=== How to complete this task ===
Please return the lines of the data below, word for word, from the first line through the line containing "list spacing and".
>>
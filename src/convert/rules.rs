//! Context-free substitutions.
//!
//! Each rule is a pure `&str -> String` function over the whole document.
//! None of them carries state across lines except list spacing and
//! horizontal rules, which look at the neighbouring line only.

use once_cell::sync::Lazy;
use regex::{Captures, Regex};

use super::ConvertOptions;

static INDENTED_SECTION_OPEN: Lazy<Regex> =
    Lazy::new(|| Regex::new(r"(\n\s+)\n>>.*?%3c%3c\n").unwrap());
static SECTION_MARKER_LINE: Lazy<Regex> = Lazy::new(|| Regex::new(r"\n>>.*?%3c%3c\n").unwrap());
static SECTION_MARKER_AT_END: Lazy<Regex> = Lazy::new(|| Regex::new(r"\n>>%3c%3c$").unwrap());
static SECTION_MARKER_INLINE: Lazy<Regex> = Lazy::new(|| Regex::new(r">>.*?%3c%3c").unwrap());

static STYLE_SPAN: Lazy<Regex> = Lazy::new(|| Regex::new(r"%25(.*?)%25(.*?)%25%25").unwrap());
static STYLE_MARK: Lazy<Regex> = Lazy::new(|| Regex::new(r"%25(.*?)%25").unwrap());
static DIRECTIVE: Lazy<Regex> = Lazy::new(|| Regex::new(r"\(:.*?:\)").unwrap());

static SMALL_TEXT: Lazy<Regex> = Lazy::new(|| Regex::new(r"(?s)\[-(.*?)-\]").unwrap());
static BOLD_MARKUP: Lazy<Regex> = Lazy::new(|| Regex::new(r"(?s)\[\+(.*?)\+\]").unwrap());

static USER_LINK: Lazy<Regex> = Lazy::new(|| Regex::new(r"\[\[~(.*?)\]\]").unwrap());
static USER_TAG: Lazy<Regex> = Lazy::new(|| Regex::new(r"~(\S*)").unwrap());
static WIKILINK: Lazy<Regex> = Lazy::new(|| Regex::new(r"\[\[(.*?)\]\]").unwrap());

static BULLET: Lazy<Regex> = Lazy::new(|| Regex::new(r"(?m)^(\*{1,4})[ \t]*").unwrap());
static NUMBERED: Lazy<Regex> = Lazy::new(|| Regex::new(r"(?m)^(#{1,4})[ \t]*").unwrap());
static MARKDOWN_LIST_ITEM: Lazy<Regex> =
    Lazy::new(|| Regex::new(r"^\s*(?:\*|1\.) .+").unwrap());
static HEADING: Lazy<Regex> = Lazy::new(|| Regex::new(r"(?m)^(!{1,4})[ \t]*").unwrap());

static IMAGE_URL: Lazy<Regex> = Lazy::new(|| {
    Regex::new(r"(\(?)(https?://[^\s()]+?)\.((?i:png|jpe?g|gif|webp|svg))\b").unwrap()
});
static ATTACHMENT: Lazy<Regex> =
    Lazy::new(|| Regex::new(r"Attach:(\S+?)\.(?i:png|jpe?g|gif)\b").unwrap());

static HORIZONTAL_RULE: Lazy<Regex> = Lazy::new(|| Regex::new(r"^-{3,}$").unwrap());
static BLOCK_QUOTE: Lazy<Regex> = Lazy::new(|| Regex::new(r"(?m)^->[ \t]*").unwrap());

/// Alt text of converted image links.
pub const IMAGE_ALT_TEXT: &str = "a converted image link";

/// Decode encoded line breaks. `\\%0a` is a forced break and keeps two
/// trailing spaces on its line.
pub fn convert_line_breaks(text: &str) -> String {
    text.replace("\\\\%0a", "  \n").replace("%0a", "\n")
}

/// Remove `>>name%3c%3c` section markers.
pub fn clean_section_markers(text: &str) -> String {
    let result = INDENTED_SECTION_OPEN.replace_all(text, "\n${1}\n");
    let result = SECTION_MARKER_LINE.replace_all(&result, "\n");
    let result = SECTION_MARKER_AT_END.replace_all(&result, "");
    SECTION_MARKER_INLINE.replace_all(&result, "").into_owned()
}

/// Strip `%25...%25` wiki styles (keeping the styled text) and `(:...:)`
/// directives.
pub fn strip_wiki_styles(text: &str) -> String {
    let result = STYLE_SPAN.replace_all(text, "${2}");
    let result = STYLE_MARK.replace_all(&result, "");
    DIRECTIVE.replace_all(&result, "").into_owned()
}

/// Decode the `%3c` and `%25` escapes of urlencoded records. `%3c` goes
/// first so an escaped percent sign is never read as the start of another
/// escape.
pub fn decode_escapes(text: &str) -> String {
    text.replace("%3c", "<").replace("%25", "%")
}

/// `[-text-]` → small-text span.
pub fn convert_small_text(text: &str) -> String {
    SMALL_TEXT
        .replace_all(text, r#"<span class="text-small">${1}</span>"#)
        .into_owned()
}

/// `[+text+]` → `**text**`.
pub fn convert_bold_markup(text: &str) -> String {
    BOLD_MARKUP.replace_all(text, "**${1}**").into_owned()
}

/// `[[~name]]` and `~name` → `@name`.
pub fn convert_user_tags(text: &str) -> String {
    let result = USER_LINK.replace_all(text, "@${1}");
    USER_TAG.replace_all(&result, "@${1}").into_owned()
}

/// `[[Page Name]]` → `[Page Name](PageName)`, `[[Page | Text]]` → `[Text](Page)`.
pub fn convert_wikilinks(text: &str) -> String {
    WIKILINK
        .replace_all(text, |caps: &Captures| {
            let inner = &caps[1];
            let (target, label) = match inner.split_once('|') {
                Some((target, label)) => (target, label),
                None => (inner, inner),
            };
            let target: String = target.chars().filter(|c| !c.is_whitespace()).collect();
            format!("[{}]({})", label.trim(), target)
        })
        .into_owned()
}

/// Convert `*` and `#` list markers, then separate each list from a directly
/// following paragraph line with a blank line.
pub fn convert_lists(text: &str) -> String {
    let result = BULLET.replace_all(text, |caps: &Captures| {
        format!("{}* ", "  ".repeat(caps[1].len() - 1))
    });
    let result = NUMBERED.replace_all(&result, |caps: &Captures| {
        format!("{}1. ", "  ".repeat(caps[1].len() - 1))
    });

    let lines: Vec<&str> = result.split('\n').collect();
    let mut output = Vec::with_capacity(lines.len());
    for (i, line) in lines.iter().enumerate() {
        output.push(*line);
        if let Some(next) = lines.get(i + 1) {
            if MARKDOWN_LIST_ITEM.is_match(line)
                && !next.trim().is_empty()
                && !MARKDOWN_LIST_ITEM.is_match(next)
            {
                output.push("");
            }
        }
    }
    output.join("\n")
}

/// `!` to `!!!!` at line start → `#` to `####`.
pub fn convert_headings(text: &str) -> String {
    HEADING
        .replace_all(text, |caps: &Captures| format!("{} ", "#".repeat(caps[1].len())))
        .into_owned()
}

/// Wrap bare image URLs in Markdown image syntax, optionally switching
/// raster images (and `Attach:` references) to webp.
pub fn convert_image_links(text: &str, options: &ConvertOptions) -> String {
    let result = IMAGE_URL.replace_all(text, |caps: &Captures| {
        if !caps[1].is_empty() {
            return caps[0].to_string();
        }
        let extension = image_extension(&caps[3], options);
        format!("![{}]({}.{})", IMAGE_ALT_TEXT, &caps[2], extension)
    });

    if !options.prefer_webp_images {
        return result.into_owned();
    }
    ATTACHMENT
        .replace_all(&result, "Attach:${1}.webp")
        .into_owned()
}

fn image_extension<'a>(extension: &'a str, options: &ConvertOptions) -> &'a str {
    let raster = matches!(
        extension.to_ascii_lowercase().as_str(),
        "png" | "jpg" | "jpeg" | "gif"
    );
    if options.prefer_webp_images && raster {
        "webp"
    } else {
        extension
    }
}

/// Normalize `----` lines to `---` with a blank line on either side.
pub fn convert_horizontal_rules(text: &str) -> String {
    let mut output: Vec<&str> = Vec::new();
    let mut after_rule = false;

    for line in text.split('\n') {
        if HORIZONTAL_RULE.is_match(line.trim()) {
            if output.last().is_some_and(|prev| !prev.trim().is_empty()) {
                output.push("");
            }
            output.push("---");
            after_rule = true;
            continue;
        }
        if after_rule && !line.trim().is_empty() {
            output.push("");
        }
        after_rule = false;
        output.push(line);
    }
    output.join("\n")
}

/// `->` at line start → `> `.
pub fn convert_block_quotes(text: &str) -> String {
    BLOCK_QUOTE.replace_all(text, "> ").into_owned()
}

#[cfg(test)]
mod tests {
    use super::*;

    #[test]
    fn test_line_breaks() {
        assert_eq!(convert_line_breaks("a%0ab"), "a\nb");
        assert_eq!(convert_line_breaks("a\\\\%0ab"), "a  \nb");
    }

    #[test]
    fn test_section_markers() {
        let text = "First section\n>>aika%3c%3c\nContent 1\n>>%3c%3c\n\nSecond section";
        assert_eq!(
            clean_section_markers(text),
            "First section\nContent 1\n\nSecond section"
        );
    }

    #[test]
    fn test_section_marker_after_indented_line() {
        let text = "Some regular content\n    \n>>aika%3c%3c\n:Rating 1";
        assert_eq!(
            clean_section_markers(text),
            "Some regular content\n\n    \n:Rating 1"
        );
    }

    #[test]
    fn test_section_marker_at_end() {
        assert_eq!(clean_section_markers("Text\n>>%3c%3c"), "Text");
        assert_eq!(clean_section_markers("a >>x%3c%3c b"), "a  b");
    }

    #[test]
    fn test_strip_wiki_styles() {
        assert_eq!(
            strip_wiki_styles("%25rfloat width=234px%25ramalama and some more%25%25 text"),
            "ramalama and some more text"
        );
        assert_eq!(strip_wiki_styles("This is %25bold%25 text %25%25"), "This is  text ");
        assert_eq!(strip_wiki_styles("%25red%25warning"), "warning");
        assert_eq!(strip_wiki_styles("(:title Page:)Body(:nl:)"), "Body");
    }

    #[test]
    fn test_decode_escapes() {
        assert_eq!(decode_escapes("HP %3c 10, 50%25 chance"), "HP < 10, 50% chance");
        assert_eq!(decode_escapes("%253c"), "%3c");
        assert_eq!(decode_escapes("plain"), "plain");
    }

    #[test]
    fn test_small_text() {
        assert_eq!(
            convert_small_text("[-tiny\ntext-]"),
            "<span class=\"text-small\">tiny\ntext</span>"
        );
    }

    #[test]
    fn test_bold_markup() {
        assert_eq!(convert_bold_markup("[+Big+] deal"), "**Big** deal");
    }

    #[test]
    fn test_user_tags() {
        assert_eq!(convert_user_tags("by [[~Abel]]"), "by @Abel");
        assert_eq!(convert_user_tags("signed ~Abel"), "signed @Abel");
    }

    #[test]
    fn test_wikilinks() {
        assert_eq!(convert_wikilinks("[[Page Name]]"), "[Page Name](PageName)");
        assert_eq!(
            convert_wikilinks("see [[PageName | Link Text]]"),
            "see [Link Text](PageName)"
        );
    }

    #[test]
    fn test_lists() {
        assert_eq!(convert_lists("*one\n**two"), "* one\n  * two");
        assert_eq!(convert_lists("# first\n## second"), "1. first\n  1. second");
    }

    #[test]
    fn test_list_followed_by_paragraph_gets_blank_line() {
        assert_eq!(convert_lists("* a\n* b\nText"), "* a\n* b\n\nText");
        assert_eq!(convert_lists("* a\n\nText"), "* a\n\nText");
    }

    #[test]
    fn test_headings() {
        assert_eq!(convert_headings("!Title\n!!! Sub"), "# Title\n### Sub");
        assert_eq!(convert_headings("Hello! there"), "Hello! there");
    }

    #[test]
    fn test_image_links() {
        let options = ConvertOptions::default();
        assert_eq!(
            convert_image_links("http://images.example.com/a/Pseudodragon.JPG", &options),
            "![a converted image link](http://images.example.com/a/Pseudodragon.JPG)"
        );
        assert_eq!(
            convert_image_links("see http://example.com here", &options),
            "see http://example.com here"
        );
    }

    #[test]
    fn test_image_links_inside_markdown_link_untouched() {
        let options = ConvertOptions::default();
        let text = "[pic](http://example.com/a.png)";
        assert_eq!(convert_image_links(text, &options), text);
    }

    #[test]
    fn test_image_links_webp() {
        let options = ConvertOptions::new().with_webp_images(true);
        assert_eq!(
            convert_image_links("https://x.org/a.jpeg", &options),
            "![a converted image link](https://x.org/a.webp)"
        );
        assert_eq!(
            convert_image_links("https://x.org/logo.svg", &options),
            "![a converted image link](https://x.org/logo.svg)"
        );
        assert_eq!(
            convert_image_links("Attach:map.PNG", &options),
            "Attach:map.webp"
        );
    }

    #[test]
    fn test_attachments_untouched_without_webp() {
        let options = ConvertOptions::default();
        assert_eq!(convert_image_links("Attach:map.png", &options), "Attach:map.png");
    }

    #[test]
    fn test_horizontal_rules() {
        assert_eq!(
            convert_horizontal_rules("Some content\n----\nMore"),
            "Some content\n\n---\n\nMore"
        );
        assert_eq!(convert_horizontal_rules("a\n\n---\n\nb"), "a\n\n---\n\nb");
    }

    #[test]
    fn test_block_quotes() {
        assert_eq!(convert_block_quotes("->quoted\n-> spaced"), "> quoted\n> spaced");
    }
}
<<
=== Solved exercise ===
filename src/convert/rules.rs
//! Context-free substitutions.
//!
//! Each rule is a pure `&str -> String` function over the whole document.
//! None of them carries state across lines except list spacing and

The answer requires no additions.